DESCRIPTION OF THE TASK - In the listing below, find every line containing "core" and copy it out.

################

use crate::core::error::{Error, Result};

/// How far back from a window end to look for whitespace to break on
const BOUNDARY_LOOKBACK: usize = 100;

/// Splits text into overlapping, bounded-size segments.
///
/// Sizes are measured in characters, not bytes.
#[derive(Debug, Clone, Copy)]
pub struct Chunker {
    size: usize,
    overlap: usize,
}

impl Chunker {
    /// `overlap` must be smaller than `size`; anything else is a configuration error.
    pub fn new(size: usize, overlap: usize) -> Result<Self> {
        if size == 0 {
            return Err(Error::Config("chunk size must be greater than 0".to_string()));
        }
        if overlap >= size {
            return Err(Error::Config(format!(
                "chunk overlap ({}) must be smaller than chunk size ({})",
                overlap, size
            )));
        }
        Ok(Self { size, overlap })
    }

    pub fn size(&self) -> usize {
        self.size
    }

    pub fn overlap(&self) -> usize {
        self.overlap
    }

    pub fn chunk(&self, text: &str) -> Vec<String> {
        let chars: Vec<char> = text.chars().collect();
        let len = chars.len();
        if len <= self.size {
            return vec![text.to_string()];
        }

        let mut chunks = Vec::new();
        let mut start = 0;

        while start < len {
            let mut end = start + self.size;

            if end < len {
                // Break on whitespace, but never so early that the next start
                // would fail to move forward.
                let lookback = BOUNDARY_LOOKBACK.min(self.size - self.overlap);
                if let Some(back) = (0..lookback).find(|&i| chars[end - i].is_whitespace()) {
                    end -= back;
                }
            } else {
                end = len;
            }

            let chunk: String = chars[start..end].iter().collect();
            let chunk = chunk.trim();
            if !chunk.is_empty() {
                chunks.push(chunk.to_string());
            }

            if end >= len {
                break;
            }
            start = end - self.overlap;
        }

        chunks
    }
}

################

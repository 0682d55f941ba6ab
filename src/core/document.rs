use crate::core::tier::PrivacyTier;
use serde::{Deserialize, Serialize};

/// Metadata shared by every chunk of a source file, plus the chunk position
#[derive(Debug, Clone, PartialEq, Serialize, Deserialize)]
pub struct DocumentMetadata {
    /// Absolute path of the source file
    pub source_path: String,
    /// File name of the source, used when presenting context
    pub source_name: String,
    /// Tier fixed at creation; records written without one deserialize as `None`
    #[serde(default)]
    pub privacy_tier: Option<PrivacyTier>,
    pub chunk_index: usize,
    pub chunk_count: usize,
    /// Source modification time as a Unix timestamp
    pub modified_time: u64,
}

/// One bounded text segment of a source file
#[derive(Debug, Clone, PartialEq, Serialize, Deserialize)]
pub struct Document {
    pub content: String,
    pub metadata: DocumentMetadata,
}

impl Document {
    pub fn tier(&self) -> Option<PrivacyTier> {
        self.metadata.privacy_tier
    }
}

################

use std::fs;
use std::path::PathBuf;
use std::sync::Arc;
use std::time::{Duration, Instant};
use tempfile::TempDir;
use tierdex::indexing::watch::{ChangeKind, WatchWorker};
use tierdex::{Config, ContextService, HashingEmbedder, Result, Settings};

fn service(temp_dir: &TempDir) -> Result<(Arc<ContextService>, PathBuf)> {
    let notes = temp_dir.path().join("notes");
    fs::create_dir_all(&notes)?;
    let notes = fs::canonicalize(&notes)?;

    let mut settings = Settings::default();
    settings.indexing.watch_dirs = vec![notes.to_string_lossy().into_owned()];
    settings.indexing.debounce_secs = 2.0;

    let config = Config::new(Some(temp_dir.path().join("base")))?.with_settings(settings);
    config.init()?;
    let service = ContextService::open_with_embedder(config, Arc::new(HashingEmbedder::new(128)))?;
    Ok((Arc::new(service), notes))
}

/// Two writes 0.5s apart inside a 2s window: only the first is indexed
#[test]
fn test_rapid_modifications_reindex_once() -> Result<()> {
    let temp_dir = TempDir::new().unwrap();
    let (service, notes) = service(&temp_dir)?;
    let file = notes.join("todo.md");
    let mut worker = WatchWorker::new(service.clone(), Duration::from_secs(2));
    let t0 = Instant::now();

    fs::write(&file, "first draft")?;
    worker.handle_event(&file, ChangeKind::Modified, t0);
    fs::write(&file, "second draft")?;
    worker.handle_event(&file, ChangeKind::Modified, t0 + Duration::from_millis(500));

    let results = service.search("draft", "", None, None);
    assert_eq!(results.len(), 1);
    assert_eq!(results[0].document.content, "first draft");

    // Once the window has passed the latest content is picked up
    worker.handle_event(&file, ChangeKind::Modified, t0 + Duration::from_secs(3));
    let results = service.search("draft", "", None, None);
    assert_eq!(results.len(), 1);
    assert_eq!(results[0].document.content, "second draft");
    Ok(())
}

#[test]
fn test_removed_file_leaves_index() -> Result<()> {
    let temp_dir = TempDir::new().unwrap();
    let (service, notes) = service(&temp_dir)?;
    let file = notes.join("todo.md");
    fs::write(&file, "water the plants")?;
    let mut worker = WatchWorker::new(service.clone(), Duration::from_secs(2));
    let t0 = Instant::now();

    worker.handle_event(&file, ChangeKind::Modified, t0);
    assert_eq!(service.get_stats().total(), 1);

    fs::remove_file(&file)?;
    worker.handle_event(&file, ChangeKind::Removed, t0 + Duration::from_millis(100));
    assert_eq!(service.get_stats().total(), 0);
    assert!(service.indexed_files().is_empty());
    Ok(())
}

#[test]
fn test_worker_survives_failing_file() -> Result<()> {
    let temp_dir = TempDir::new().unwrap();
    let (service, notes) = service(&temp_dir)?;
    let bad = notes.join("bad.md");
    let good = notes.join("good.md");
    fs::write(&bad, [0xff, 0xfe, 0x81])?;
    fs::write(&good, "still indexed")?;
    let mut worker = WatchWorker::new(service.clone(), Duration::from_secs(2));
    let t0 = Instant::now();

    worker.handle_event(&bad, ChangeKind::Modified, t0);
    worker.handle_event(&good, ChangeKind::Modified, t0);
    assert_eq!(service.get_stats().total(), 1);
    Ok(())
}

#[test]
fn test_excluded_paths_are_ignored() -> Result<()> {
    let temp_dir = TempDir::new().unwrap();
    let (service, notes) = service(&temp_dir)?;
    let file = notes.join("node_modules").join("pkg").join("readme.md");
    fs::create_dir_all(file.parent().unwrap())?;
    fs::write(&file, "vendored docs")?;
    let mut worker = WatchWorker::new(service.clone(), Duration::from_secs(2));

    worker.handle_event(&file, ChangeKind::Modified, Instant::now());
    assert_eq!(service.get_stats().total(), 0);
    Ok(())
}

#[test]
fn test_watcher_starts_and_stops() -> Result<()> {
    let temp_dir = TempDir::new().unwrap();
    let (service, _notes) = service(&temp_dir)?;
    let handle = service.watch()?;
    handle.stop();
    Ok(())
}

################

ANSWER TO THIS EXERCISE -
use crate::core::error::{Error, Result};
filename src/core/document.rs
use crate::core::tier::PrivacyTier;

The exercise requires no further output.